And then the reward. There was a skylight up there at the top of that stairwell, and I would lean back against the wall and stare up through the glass and smile a little smile as a warm glow slowly permeated my entire being. Within minutes, all the rough edges at the office – hell, all the rough edges of my life – were smooth. I was that guy on a Life is Good t-shirt.
Here’s the kicker: at first, I thought the pills I was snorting were the real-deal-FDA-vetted pharmaceutical Oxycontin. The high felt legitimate, and the pills looked real. But then I started seeing news stories about drug busts of counterfeit Oxy around the city, and DEA-funded posters in the subway tunnels with side-by-side pictures of street pills next to the real thing, and it dawned on me that I was snorting fentanyl, not oxycodone, and I’d better be careful. Well, like I said before - I was careful, but I realized that even being careful might not matter when you don’t really know what you’re dealing with. On more than one occasion after a visit to the top of the stairwell I fell asleep at my desk, chin tucked down, arms crossed in my lap (good thing they were high-wall cubicles). A couple other times I nodded out on the subway and missed my stop, and once I passed out while standing at a urinal in Penn Station. If you could have seen the look the guy in the next stall gave me when I came around…he knew what was going on.
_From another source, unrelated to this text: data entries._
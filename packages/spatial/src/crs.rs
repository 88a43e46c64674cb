//! Spatial reference parsing and coordinate projection.
//!
//! Supports the handful of references a US census workflow touches:
//! geographic WGS 84 / NAD83, spherical Web Mercator, and CONUS Albers
//! Equal Area on the GRS80 ellipsoid. NAD83 is treated as coincident
//! with WGS 84 (the sub-metre datum shift is irrelevant at buffer scale).

use std::f64::consts::{FRAC_PI_2, FRAC_PI_4, PI};
use std::fmt;
use std::str::FromStr;
use std::sync::LazyLock;

use geo::{Coord, MapCoords};
use thiserror::Error;

/// WGS 84 / Web Mercator sphere radius in metres.
const MERCATOR_RADIUS: f64 = 6_378_137.0;

/// Latitude at which Web Mercator's square extent ends.
const MERCATOR_MAX_LAT: f64 = 85.051_128_779_806_59;

/// GRS80 semi-major axis.
const GRS80_A: f64 = 6_378_137.0;

/// GRS80 inverse flattening.
const GRS80_INV_F: f64 = 298.257_222_101;

/// EPSG:5070 parameters (NAD83 / Conus Albers).
static CONUS_ALBERS: LazyLock<AlbersEqualArea> =
    LazyLock::new(|| AlbersEqualArea::new(GRS80_A, GRS80_INV_F, 23.0, -96.0, 29.5, 45.5));

/// Errors raised while parsing a reference or projecting a coordinate.
#[derive(Debug, Clone, PartialEq, Error)]
pub enum CrsError {
    /// The reference string is not in a recognized syntax.
    #[error("unparseable spatial reference '{0}'")]
    Unparseable(String),

    /// The reference parsed but is not one this crate can project.
    #[error("unsupported spatial reference EPSG:{0}")]
    Unsupported(u32),

    /// A coordinate falls outside the projection's domain.
    #[error("coordinate ({x}, {y}) cannot be represented in {crs}")]
    OutOfDomain {
        /// Reference being projected into or out of.
        crs: Crs,
        /// Offending x / longitude.
        x: f64,
        /// Offending y / latitude.
        y: f64,
    },
}

/// A supported coordinate reference system.
#[derive(Debug, Clone, Copy, PartialEq, Eq, Hash)]
pub enum Crs {
    /// EPSG:4326, geographic longitude/latitude in degrees.
    Wgs84,
    /// EPSG:4269, geographic NAD83 (treated as WGS 84).
    Nad83,
    /// EPSG:3857, spherical Web Mercator in metres.
    WebMercator,
    /// EPSG:5070, NAD83 / Conus Albers Equal Area in metres.
    ConusAlbers,
}

impl Crs {
    /// EPSG code of this reference.
    #[must_use]
    pub const fn epsg(self) -> u32 {
        match self {
            Self::Wgs84 => 4326,
            Self::Nad83 => 4269,
            Self::WebMercator => 3857,
            Self::ConusAlbers => 5070,
        }
    }

    /// Returns `true` for references with linear (metre) units.
    #[must_use]
    pub const fn is_projected(self) -> bool {
        matches!(self, Self::WebMercator | Self::ConusAlbers)
    }

    /// Converts a coordinate in this reference to WGS 84 degrees.
    ///
    /// # Errors
    ///
    /// Returns [`CrsError::OutOfDomain`] for non-finite input or
    /// geographic coordinates beyond ±90° latitude.
    pub fn to_geographic(self, c: Coord<f64>) -> Result<Coord<f64>, CrsError> {
        let out_of_domain = || CrsError::OutOfDomain {
            crs: self,
            x: c.x,
            y: c.y,
        };
        if !(c.x.is_finite() && c.y.is_finite()) {
            return Err(out_of_domain());
        }
        match self {
            Self::Wgs84 | Self::Nad83 => {
                if c.y.abs() > 90.0 {
                    return Err(out_of_domain());
                }
                Ok(c)
            }
            Self::WebMercator => Ok(Coord {
                x: (c.x / MERCATOR_RADIUS).to_degrees(),
                y: 2.0f64
                    .mul_add((c.y / MERCATOR_RADIUS).exp().atan(), -FRAC_PI_2)
                    .to_degrees(),
            }),
            Self::ConusAlbers => CONUS_ALBERS.inverse(c).ok_or_else(out_of_domain),
        }
    }

    /// Converts a WGS 84 coordinate (degrees) into this reference.
    ///
    /// # Errors
    ///
    /// Returns [`CrsError::OutOfDomain`] for non-finite input or
    /// latitudes beyond ±90°.
    pub fn from_geographic(self, c: Coord<f64>) -> Result<Coord<f64>, CrsError> {
        if !(c.x.is_finite() && c.y.is_finite()) || c.y.abs() > 90.0 {
            return Err(CrsError::OutOfDomain {
                crs: self,
                x: c.x,
                y: c.y,
            });
        }
        match self {
            Self::Wgs84 | Self::Nad83 => Ok(c),
            Self::WebMercator => {
                let lat = c.y.clamp(-MERCATOR_MAX_LAT, MERCATOR_MAX_LAT).to_radians();
                Ok(Coord {
                    x: MERCATOR_RADIUS * c.x.to_radians(),
                    y: MERCATOR_RADIUS * (FRAC_PI_4 + lat / 2.0).tan().ln(),
                })
            }
            Self::ConusAlbers => Ok(CONUS_ALBERS.forward(c)),
        }
    }
}

impl fmt::Display for Crs {
    fn fmt(&self, f: &mut fmt::Formatter<'_>) -> fmt::Result {
        write!(f, "EPSG:{}", self.epsg())
    }
}

impl FromStr for Crs {
    type Err = CrsError;

    /// Accepts `EPSG:<code>`, bare codes, OGC URNs, and the CRS84 aliases.
    fn from_str(s: &str) -> Result<Self, Self::Err> {
        let upper = s.trim().to_ascii_uppercase();

        match upper.as_str() {
            "CRS84" | "OGC:CRS84" | "URN:OGC:DEF:CRS:OGC:1.3:CRS84" | "URN:OGC:DEF:CRS:OGC::CRS84"
            | "WGS84" | "WGS 84" => return Ok(Self::Wgs84),
            _ => {}
        }

        let code = if let Some(rest) = upper.strip_prefix("URN:OGC:DEF:CRS:EPSG:") {
            // urn:ogc:def:crs:EPSG:<version>:<code>, version often empty
            rest.rsplit(':').next().unwrap_or_default()
        } else if let Some(rest) = upper.strip_prefix("EPSG:") {
            rest.trim_start_matches(':')
        } else {
            upper.as_str()
        };

        let code: u32 = code
            .trim()
            .parse()
            .map_err(|_| CrsError::Unparseable(s.to_string()))?;

        match code {
            4326 => Ok(Self::Wgs84),
            4269 => Ok(Self::Nad83),
            3857 | 3785 | 900_913 | 102_100 => Ok(Self::WebMercator),
            5070 => Ok(Self::ConusAlbers),
            other => Err(CrsError::Unsupported(other)),
        }
    }
}

/// Converts a single coordinate between two references.
///
/// # Errors
///
/// Returns [`CrsError::OutOfDomain`] if either leg of the conversion
/// fails.
pub fn transform(from: Crs, to: Crs, c: Coord<f64>) -> Result<Coord<f64>, CrsError> {
    if from == to {
        return Ok(c);
    }
    to.from_geographic(from.to_geographic(c)?)
}

/// Reprojects every coordinate of `geometry` from `from` to `to`.
///
/// # Errors
///
/// Returns the first [`CrsError`] encountered.
pub fn reproject<G>(geometry: &G, from: Crs, to: Crs) -> Result<G::Output, CrsError>
where
    G: MapCoords<f64, f64>,
{
    geometry.try_map_coords(|c| transform(from, to, c))
}

/// Albers conic equal-area projection on an ellipsoid.
///
/// Formulas follow Snyder, *Map Projections: A Working Manual*, §14.
struct AlbersEqualArea {
    a: f64,
    e: f64,
    e2: f64,
    n: f64,
    c: f64,
    rho0: f64,
    lon0: f64,
}

impl AlbersEqualArea {
    fn new(a: f64, inv_f: f64, lat0: f64, lon0: f64, lat1: f64, lat2: f64) -> Self {
        let f = 1.0 / inv_f;
        let e2 = 2.0f64.mul_add(f, -(f * f));
        let e = e2.sqrt();

        let m = |phi: f64| phi.cos() / (1.0 - e2 * phi.sin().powi(2)).sqrt();
        let (m1, m2) = (m(lat1.to_radians()), m(lat2.to_radians()));
        let (q0, q1, q2) = (
            q(e, e2, lat0.to_radians()),
            q(e, e2, lat1.to_radians()),
            q(e, e2, lat2.to_radians()),
        );

        let n = (m1 * m1 - m2 * m2) / (q2 - q1);
        let c = n.mul_add(q1, m1 * m1);
        let rho0 = a * n.mul_add(-q0, c).sqrt() / n;

        Self {
            a,
            e,
            e2,
            n,
            c,
            rho0,
            lon0: lon0.to_radians(),
        }
    }

    fn forward(&self, c: Coord<f64>) -> Coord<f64> {
        let q = q(self.e, self.e2, c.y.to_radians());
        let rho = self.a * self.n.mul_add(-q, self.c).max(0.0).sqrt() / self.n;
        let theta = self.n * normalize_lon(c.x.to_radians() - self.lon0);
        Coord {
            x: rho * theta.sin(),
            y: rho.mul_add(-theta.cos(), self.rho0),
        }
    }

    fn inverse(&self, c: Coord<f64>) -> Option<Coord<f64>> {
        let dy = self.rho0 - c.y;
        let rho = c.x.hypot(dy);
        let theta = c.x.atan2(dy);
        let q = (self.c - (rho * self.n / self.a).powi(2)) / self.n;

        let lon = (self.lon0 + theta / self.n).to_degrees();
        let lat = self.latitude_from_q(q)?;
        Some(Coord {
            x: lon,
            y: lat.to_degrees(),
        })
    }

    /// Iteratively solves `q(phi) = q` (Snyder eq. 3-16).
    fn latitude_from_q(&self, q_target: f64) -> Option<f64> {
        let half = q_target / 2.0;
        if !half.is_finite() || half.abs() > 1.0 + 1e-9 {
            return None;
        }
        let mut phi = half.clamp(-1.0, 1.0).asin();

        for _ in 0..25 {
            let sin = phi.sin();
            let cos = phi.cos();
            if cos.abs() < 1e-12 {
                break;
            }
            let t = self.e2.mul_add(-(sin * sin), 1.0);
            let delta = t * t / (2.0 * cos)
                * (q_target / (1.0 - self.e2) - sin / t
                    + (1.0 / (2.0 * self.e)) * ((1.0 - self.e * sin) / (1.0 + self.e * sin)).ln());
            phi += delta;
            if delta.abs() < 1e-14 {
                break;
            }
        }

        phi.is_finite().then_some(phi)
    }
}

/// Snyder's authalic `q` function.
fn q(e: f64, e2: f64, phi: f64) -> f64 {
    let sin = phi.sin();
    (1.0 - e2)
        * (sin / e2.mul_add(-(sin * sin), 1.0)
            - (1.0 / (2.0 * e)) * ((1.0 - e * sin) / (1.0 + e * sin)).ln())
}

/// Wraps an angle in radians into `[-PI, PI]`.
fn normalize_lon(lambda: f64) -> f64 {
    let wrapped = (lambda + PI).rem_euclid(2.0 * PI) - PI;
    if wrapped == -PI && lambda > 0.0 { PI } else { wrapped }
}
Aside from those occasional nod outs, however, I managed my new habit responsibly enough. For a while, anyway. A score here, an abstinence there. Then, the scores started outnumbering the abstinences until one morning I woke up, and I knew…I was hooked - on fentanyl. (Footnote: fentanyl is way, way more addictive than powder cocaine). I couldn’t believe it. I was indignant! How dare a drug coax me into addiction without my approval. But addictive drugs are seductive by nature, and to my brain, fentanyl was an irresistible seductress. As I watched helplessly, my brain eagerly welcomed this intriguing stranger that brought such pleasure - several times a day! And no wonder my brain threw a hissy fit whenever I was delinquent in inviting that sassy little bitch back in.
As is so often the case, other developments in my life contributed to my reliance on the pills and powder. The nature of my job changed, and I had to work more with people who I despised (and in all fairness, they weren’t about to invite me over for Thanksgiving dinner, either). And things were getting a bit tense at home. My wife knew something was off with me, I could tell, but that’s a funny thing about drug addiction – you convince yourself you’ve got it covered, that you can talk your way out of any bind. But when she asked me if I was alright, and I replied with a pat, “Yeah, I’m fine,” I saw it in her eyes – bullshit! Fortunately, the kids were in their own world and didn’t notice much of what was happening at the adult level.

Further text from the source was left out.